Diagnosis
Severe aortic coarctation may be detected while the baby is still in the womb with ultrasound or right after birth. How soon a doctor can detect aortic coarctation depends on how severe the disease is.
Mild aortic coarctation, on the other hand, is generally asymptomatic in adults and older children and does not affect their health.
A diagnosis of coarctation of the aorta is performed by looking for any of the following signs:
- High blood pressure in the arms
- The legs have a lower blood pressure than the one of the arms
- The legs have a weak or delayed pulse
- Heart murmur, or a whooshing sound
Coarctation of the aorta can be diagnosed with any of the following tests:
- Echocardiogram: This test helps to locate aortic coarctation and determine its severity to determine the necessary treatment. Sound waves are used to make moving images of the heart, which can help confirm if the heart has any other congenital conditions, such as a bicuspid aortic valve.
- Electrocardiogram (ECG or EKG): In case of severe aortic coarctation, this test helps determine if the walls of the lower heart chambers are thickening, knows as ventricular hypertrophy. The test can be quickly completed without causing pain by measuring the electrical activity of the heart through sensors attached to the chest or the arms or legs and using wires to connect the sensors to a machine where the results appear or are printed out.
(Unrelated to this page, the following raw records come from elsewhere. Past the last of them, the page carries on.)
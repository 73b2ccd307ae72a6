//! # shaclxsd CLI library
//!
//! Command definitions and handlers behind the `shaclxsd` binary.

pub mod commands;

pub use commands::*;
- Chest X-ray: Aortic coarctation can be determined with this procedure as it creates images of the heart and lungs, where the narrowed aorta at the area of the coarctation can be found.
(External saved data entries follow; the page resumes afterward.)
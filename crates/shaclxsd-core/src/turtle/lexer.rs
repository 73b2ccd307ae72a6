//! Turtle tokens

use logos::{Lexer, Logos};

/// Turtle token. Borrowed slices keep their escapes; the parser unescapes.
#[derive(Logos, Debug, Clone, PartialEq)]
#[logos(skip r"[ \t\r\n\f]+")]
#[logos(skip r"#[^\r\n]*")]
pub enum Token<'a> {
    #[token("@prefix")]
    PrefixDirective,

    #[token("@base")]
    BaseDirective,

    #[token("PREFIX", ignore(ascii_case))]
    SparqlPrefix,

    #[token("BASE", ignore(ascii_case))]
    SparqlBase,

    #[regex(r"<[^<>\x00-\x20]*>", |lex| { let s = lex.slice(); &s[1..s.len() - 1] })]
    Iri(&'a str),

    /// `prefix:local`, local part possibly empty
    #[regex(r"([A-Za-z][A-Za-z0-9_\-]*)?:[A-Za-z0-9_\-/@%]*", prefixed_name)]
    PrefixedName(&'a str),

    #[regex(r"_:[A-Za-z0-9_\-]+", |lex| &lex.slice()[2..])]
    BlankNodeLabel(&'a str),

    #[regex(r#""([^"\\\r\n]|\\.)*""#, |lex| { let s = lex.slice(); &s[1..s.len() - 1] })]
    #[regex(r"'([^'\\\r\n]|\\.)*'", |lex| { let s = lex.slice(); &s[1..s.len() - 1] })]
    #[token(r#"""""#, long_string)]
    #[token("'''", long_string)]
    String(&'a str),

    #[regex(r"@[a-zA-Z]+(-[a-zA-Z0-9]+)*", |lex| &lex.slice()[1..])]
    LangTag(&'a str),

    /// Integer, decimal or double; the parser tells them apart
    #[regex(r"[+-]?[0-9]+", number)]
    #[regex(r"[+-]?\.[0-9]+", number)]
    Number(&'a str),

    #[token("true")]
    True,

    #[token("false")]
    False,

    #[token("a")]
    A,

    #[token("^^")]
    DoubleCaret,

    #[token(".")]
    Dot,

    #[token(";")]
    Semicolon,

    #[token(",")]
    Comma,

    #[token("[")]
    LBracket,

    #[token("]")]
    RBracket,

    #[token("(")]
    LParen,

    #[token(")")]
    RParen,
}

/// Extend a matched digit run with an optional fraction and exponent.
///
/// A `.` is only taken when a digit follows it, so `1.` at the end of a
/// statement lexes as a number and a dot.
fn number<'s>(lex: &mut Lexer<'s, Token<'s>>) -> &'s str {
    let bytes = lex.remainder().as_bytes();
    let is_digit = |i: usize| bytes.get(i).map_or(false, u8::is_ascii_digit);
    let mut len = 0;

    if !lex.slice().contains('.') && bytes.first() == Some(&b'.') && is_digit(1) {
        len = 1;
        while is_digit(len) {
            len += 1;
        }
    }

    if matches!(bytes.get(len), Some(b'e' | b'E')) {
        let mut end = len + 1;
        if matches!(bytes.get(end), Some(b'+' | b'-')) {
            end += 1;
        }
        if is_digit(end) {
            while is_digit(end) {
                end += 1;
            }
            len = end;
        }
    }

    lex.bump(len);
    lex.slice()
}

/// Take interior dots into a non-empty local name.
///
/// A run of dots is only taken when a name character follows it, so
/// `ex:v1.0` is one name and `ex:c.` is a name and a dot.
fn prefixed_name<'s>(lex: &mut Lexer<'s, Token<'s>>) -> &'s str {
    if lex.slice().ends_with(':') {
        return lex.slice();
    }
    let bytes = lex.remainder().as_bytes();
    let is_name = |b: u8| b.is_ascii_alphanumeric() || matches!(b, b'_' | b'-' | b'/' | b'@' | b'%');
    let mut len = 0;
    loop {
        let dots = bytes[len..].iter().take_while(|&&b| b == b'.').count();
        let name = bytes[len + dots..].iter().take_while(|&&b| is_name(b)).count();
        if dots == 0 || name == 0 {
            break;
        }
        len += dots + name;
    }

    lex.bump(len);
    lex.slice()
}

/// Scan a triple-quoted string up to its unescaped closing delimiter
fn long_string<'s>(lex: &mut Lexer<'s, Token<'s>>) -> Option<&'s str> {
    let delimiter = if lex.slice().starts_with('"') { "\"\"\"" } else { "'''" };
    let rest: &'s str = lex.remainder();
    let mut chars = rest.char_indices();
    while let Some((i, c)) = chars.next() {
        if c == '\\' {
            chars.next();
            continue;
        }
        if rest[i..].starts_with(delimiter) {
            lex.bump(i + delimiter.len());
            return Some(&rest[..i]);
        }
    }
    None
}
- Cardiac magnetic resonance imaging (MRI): This test is useful for helping the medical team make a treatment plan as it creates detailed images of the heart and blood vessels by using magnetic fields and radio waves making it easier to locate which area of the aorta is narrowing, assess its severity, see if any other blood vessels have been injured with the disease as well as find other heart disorders.
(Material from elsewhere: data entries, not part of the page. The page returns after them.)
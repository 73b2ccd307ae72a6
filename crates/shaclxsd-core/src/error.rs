//! Error types for graph loading

use thiserror::Error;

/// Result type for the core crate
pub type Result<T> = std::result::Result<T, CoreError>;

/// Errors raised while loading a shapes graph
#[derive(Error, Debug, Clone, PartialEq)]
pub enum CoreError {
    #[error("[line {line}] unrecognized input '{text}'")]
    Lex { line: usize, text: String },

    #[error("[line {line}] {message}")]
    Syntax { line: usize, message: String },

    #[error("[line {line}] undefined prefix '{prefix}:'")]
    UndefinedPrefix { line: usize, prefix: String },

    #[error("[line {line}] invalid escape sequence '\\{sequence}'")]
    InvalidEscape { line: usize, sequence: String },

    #[error("relative IRI <{0}> used without a base")]
    RelativeIri(String),
}

impl CoreError {
    pub fn syntax(line: usize, message: impl Into<String>) -> Self {
        CoreError::Syntax {
            line,
            message: message.into(),
        }
    }

    /// Line number the error points at, when known
    pub fn line(&self) -> Option<usize> {
        match self {
            CoreError::Lex { line, .. }
            | CoreError::Syntax { line, .. }
            | CoreError::UndefinedPrefix { line, .. }
            | CoreError::InvalidEscape { line, .. } => Some(*line),
            CoreError::RelativeIri(_) => None,
        }
    }
}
- Computerized tomography (CT) scan: This test shows detailed cross-sectional images of the body by using X-rays.
- CT angiogram: With a dye and special X-rays, the test is useful for planning for treatment, locating the disease and measuring its severity level as it shows blood flowing in the veins and arteries as well as affected blood vessels.
- Cardiac catheterization: The test helps to assess how severe the blockages in the heart arteries are by inserting a thin and flexible tube into a blood vessel in the groin or wrist before guiding the tube to the heart. The surgeon then injects dye through the catheter which flows to arteries of the heart to allowing to see the vessels more easily on X-ray images or video. Sometimes a doctor also uses this catheterization process to treat coarctation of the aorta.
Treatment
Coarctation of the aorta can be treated in many ways, such as medications to keep the conditions in control and surgery to get the aorta fixed. A cardiovascular surgeon or a cardiologist will choose the best treatment for you based on your age of the time the disease is found and the severity of the disease.
In certain cases, the medical team will treat aortic coarctation together with other congenital heart issues if they have found any of them in your body.
Medication
Your doctor might prescribe blood pressure medications before surgery to repair the aorta to enhance the efficiency of the surgery. You might be prescribed blood pressure medications before or after repair surgery. Even in case of a successful surgery which helps normalize your blood pressure, you might still need to take the medications after the surgery.
In case of treating a baby with severe aortic coarctation, a doctor might prescribe a medication that keeps its ductus arteriosus open so that blood can flow through a narrowing area of the aorta until surgery is done.
Surgery
Aortic coarctation can be treated as following:
- Balloon angioplasty and stenting: This procedure is usually chosen first and it uses a thin and flexible catheter with an uninflated balloon inserted into an artery in the groin. The doctor will then use X-rays to guide the catheter through the blood vessels to the heart and then to the area affected by aortic coarctation. The doctor will inflate the balloon at the catheter to widen the aorta to allow blood to flow through the artery. The doctor might also try to prevent
aortic re-narrowing by placing a stent in the affected area to keep the artery open.
- Resection with end-to-end anastomosis: In this procedure, the doctor tries to remove the narrowed area of the aorta (resection) before connecting the two normal parts of the aorta (anastomosis).
- Subclavian flap aortoplasty: A doctor tries to widen the narrowed part of the aorta using a part of the left subclavian artery, which is responsible for delivering blood to the left arm.
- Bypass graft repair: the surgeon changes the direction of blood in the area and the aorta affected by aortic coarctation by using a graft.
- Patch aortoplasty: This option is recommended for those whose coarctation affects a long area of the aorta. The surgeon will try to expand the affected area by cutting across the vessel to attach a synthetic material there.